Let’s examine what these revisionists say.

Writing in the British Spectator in 2004, Michael Lind, an escapee from conservatism to the New America Foundation, used selective quotation and the ambiguity of terminology (“poison gas”) from a 1919 Churchill document to paint him as an advocate of using weapons of mass destruction against “uncivilized tribes.”

The purpose of Lind’s exercise was to prove that Churchill was an imperialist WMD-wielding warmonger and thus scarcely a rightful model and inspiration to devotees of destroying WMDs and constructing democracies. But this was nonsense. Consulting the full passage in that document shows the very opposite: Churchill explicitly supported the ban on such weapons while approving the use of lesser ones like tear gas.

More recently, in September 2006, Graham Allison and Dimitri Simes, writing in the National Interest, urged greater indulgence of Russia’s Vladimir Putin on the basis that Churchill would have had enough sense to form a strategic alliance with Russia in a time of major crisis like our own.

In which way is America to do that? Conceding Putin’s maleficent role in world affairs, Allison and Simes are “not suggesting that Russia be permitted to use force against its neighbors with impunity or try to recreate the Soviet Union.” But they are suggesting that America was wrong for siding “with Russia’s new neighbors in almost every single dispute they had with Moscow, treating Russian influence in the post-Soviet space as unacceptable neo-imperialism.”

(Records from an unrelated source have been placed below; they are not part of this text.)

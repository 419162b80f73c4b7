//! Board coordinates and the eight step directions.
//!
//! Coordinates use signed components so that an agent may hand back an
//! off-board cell and the rules can reject it instead of panicking.

use serde::{Deserialize, Serialize};

/// Width and height of the square board.
pub const BOARD_SIZE: i8 = 5;

/// A cell on the board, `x` is the column and `y` the row.
#[derive(Clone, Copy, Debug, PartialEq, Eq, Hash, PartialOrd, Ord, Serialize, Deserialize)]
pub struct Coord {
    pub x: i8,
    pub y: i8,
}

impl Coord {
    /// The centre cell.
    pub const CENTER: Coord = Coord::new(2, 2);

    #[must_use]
    pub const fn new(x: i8, y: i8) -> Self {
        Self { x, y }
    }

    /// Check whether the coordinate lies on the board.
    #[inline]
    #[must_use]
    pub const fn in_bounds(self) -> bool {
        self.x >= 0 && self.x < BOARD_SIZE && self.y >= 0 && self.y < BOARD_SIZE
    }

    /// Step one cell in `dir`, or `None` if that leaves the board.
    #[inline]
    #[must_use]
    pub fn offset(self, dir: Direction) -> Option<Coord> {
        let next = Coord::new(self.x.checked_add(dir.dx)?, self.y.checked_add(dir.dy)?);
        next.in_bounds().then_some(next)
    }

    /// Cells on the outer ring of the board.
    #[must_use]
    pub const fn is_edge(self) -> bool {
        self.x == 0 || self.y == 0 || self.x == BOARD_SIZE - 1 || self.y == BOARD_SIZE - 1
    }

    #[must_use]
    pub fn manhattan(self, other: Coord) -> u8 {
        (self.x - other.x).unsigned_abs() + (self.y - other.y).unsigned_abs()
    }

    /// King-move adjacency. A cell is not adjacent to itself.
    #[must_use]
    pub fn is_adjacent(self, other: Coord) -> bool {
        self != other && (self.x - other.x).abs() <= 1 && (self.y - other.y).abs() <= 1
    }

    /// All on-board neighbours in `DIRECTIONS` order.
    pub fn neighbors(self) -> impl Iterator<Item = Coord> {
        DIRECTIONS.iter().filter_map(move |&dir| self.offset(dir))
    }

    /// Every cell, row by row.
    pub fn all() -> impl Iterator<Item = Coord> {
        (0..BOARD_SIZE).flat_map(|y| (0..BOARD_SIZE).map(move |x| Coord::new(x, y)))
    }

    /// Array indices `(row, column)`. Only valid for in-bounds coordinates.
    #[inline]
    pub(crate) fn index(self) -> (usize, usize) {
        debug_assert!(self.in_bounds(), "{self} is off the board");
        (self.y as usize, self.x as usize)
    }
}

impl std::fmt::Display for Coord {
    fn fmt(&self, f: &mut std::fmt::Formatter<'_>) -> std::fmt::Result {
        write!(f, "({}, {})", self.x, self.y)
    }
}

/// One of the eight unit king-move offsets.
#[derive(Clone, Copy, Debug, PartialEq, Eq, Hash, Serialize, Deserialize)]
pub struct Direction {
    pub dx: i8,
    pub dy: i8,
}

impl Direction {
    #[must_use]
    pub const fn new(dx: i8, dy: i8) -> Self {
        Self { dx, dy }
    }

    /// The opposite direction.
    #[must_use]
    pub const fn reverse(self) -> Self {
        Self::new(-self.dx, -self.dy)
    }

    /// Direction leading from `from` to the adjacent cell `to`.
    #[must_use]
    pub fn between(from: Coord, to: Coord) -> Option<Direction> {
        from.is_adjacent(to)
            .then(|| Direction::new(to.x - from.x, to.y - from.y))
    }

    /// Check that this is one of the eight king offsets.
    #[must_use]
    pub fn is_unit(self) -> bool {
        DIRECTIONS.contains(&self)
    }
}

impl std::fmt::Display for Direction {
    fn fmt(&self, f: &mut std::fmt::Formatter<'_>) -> std::fmt::Result {
        write!(f, "<{}, {}>", self.dx, self.dy)
    }
}

/// Enumeration order for every move and build scan.
pub const DIRECTIONS: [Direction; 8] = [
    Direction::new(1, 1),
    Direction::new(1, 0),
    Direction::new(1, -1),
    Direction::new(0, 1),
    Direction::new(0, -1),
    Direction::new(-1, 1),
    Direction::new(-1, 0),
    Direction::new(-1, -1),
];
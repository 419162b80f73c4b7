//! Core game types: coordinates, players and pieces, the board, turns,
//! errors and RNG.
//!
//! This module is pure data. What is legal on a board lives in `rules`.

pub mod action;
pub mod board;
pub mod error;
pub mod geometry;
pub mod player;
pub mod rng;

pub use action::{Decision, Move, Phase, PlyRecord};
pub use board::{Board, GameBoard, Height, HeightGrid, MAX_HEIGHT, WINNING_HEIGHT};
pub use error::{BoardError, IllegalMove, RulesError};
pub use geometry::{Coord, Direction, BOARD_SIZE, DIRECTIONS};
pub use player::{PieceId, PieceSlot, PlayerId, PlayerMap};
pub use rng::{GameRng, GameRngState};
//! Search statistics for diagnostics and tuning.

use serde::{Deserialize, Serialize};

/// Statistics collected during one negamax search.
#[derive(Clone, Debug, Default, PartialEq, Eq, Serialize, Deserialize)]
pub struct SearchStats {
    /// Nodes entered, root children included.
    pub nodes: u64,

    /// Alpha-beta cutoffs.
    pub cutoffs: u64,

    /// Nodes that stopped expanding because their time allowance ran out.
    pub time_cutoffs: u64,

    /// Static evaluations performed at the horizon.
    pub evaluations: u64,

    /// Total time spent searching (microseconds).
    pub time_us: u64,
}

impl SearchStats {
    /// Create new empty statistics.
    pub fn new() -> Self {
        Self::default()
    }

    /// Reset all statistics to zero.
    pub fn reset(&mut self) {
        *self = Self::default();
    }

    /// Nodes per second over the whole search.
    #[must_use]
    pub fn nodes_per_second(&self) -> f64 {
        if self.time_us == 0 {
            0.0
        } else {
            self.nodes as f64 / (self.time_us as f64 / 1_000_000.0)
        }
    }

    /// Fraction of nodes that ended in a cutoff.
    #[must_use]
    pub fn cutoff_rate(&self) -> f64 {
        if self.nodes == 0 {
            0.0
        } else {
            self.cutoffs as f64 / self.nodes as f64
        }
    }
}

Unfortunately, it is Russia that is intimidating its neighbors, not the reverse. As such, there is little scope to “side” with Russia without thereby permitting it to act with “impunity” against its neighbors. Allison and Simes are therefore saying that allowing Putin to have his way should not be our policy — merely our practice, and that Churchill would have recommended as much.

Churchill might have handled matters differently with Russia today. We cannot tell. But it is reasonably certain that he would need something pretty large — a massive unstinting Russian commitment to the war on Islamism which Allison and Simes themselves note is not likely to be forthcoming — before making a dirty agreement with them like the one that, in return for fighting Nazism to the death, conceded to Stalin much of Eastern Europe.

The latest piece of Churchill revisionism concerns his reputed philo-Semitism and its author seems to have genuinely believed that he had grounds for it. Richard Toye, author of a new Churchill biography, last March told of having exhumed an unpublished 1937 article among Churchill ‘s papers that had “apparently lain unnoticed in the Churchill archives at Cambridge since the early months of the Second World War.” The article in question contended that the Jews are partly responsible for the persecution they suffer.

Says Toye, “I nearly fell off my chair when I found the article. It appears to have been overlooked. I think a lot of people thought that the file it was in only contained copies of articles that had already been published. It was certainly quite a shock to read some of these things and it is obviously at odds with the traditional idea we have of Churchill.”

With reason — Churchill biographer Sir Martin Gilbert was quick to disclose that the article was not penned by Churchill, but by one of his part-time ghost-writers, Adam Marshall Diston, who was a supporter of British fascist Sir Oswald Mosley (though himself a British Labour Party parliamentary candidate at the time). Churchill disagreed with its contents and vetoed its publication, leading Gilbert to conclude that “Someone else’s opinions, in an unpublished article, which never appeared in print under Churchill’s name, cannot be laid at Churchill’s door.”

Just so. Churchill’s opinions of Jews and the extent of his support, at different times, for Zionism have been questioned before (for example, in Michael J. Cohen’s Churchill and the Jews), but Gilbert’s forthcoming Churchill and the Jews: A Lifelong Friendship should, ideally, put outstanding issues into perspective. In any event, Toye’s rediscovery of the unpublished article is a broken reed for his revisionist thesis.

The periodic reinvention of Churchill — Atlanticist, democrat, totalitarian foe, philo-Semite — into a WMD-enthusiast, democracy sacrificer, realpolitiker, anti-Semitic dabbler — is sometimes remarkable for its boldness, whether based on a flight of documentary fancy, manipulation or reinterpretation. The temptation to undermine (if necessary, invert) the claims on our attention that is owed to Churchillean ideas is not hard to understand. Chronic Iraq problems have given strength to opponents of muscular anti-Islamism and democracy-promotion. A disapproving focus on their Churchillean antecedents can assist an effort to discredit them. But the evidence shows that those wishing to do so had better look elsewhere for inspiration.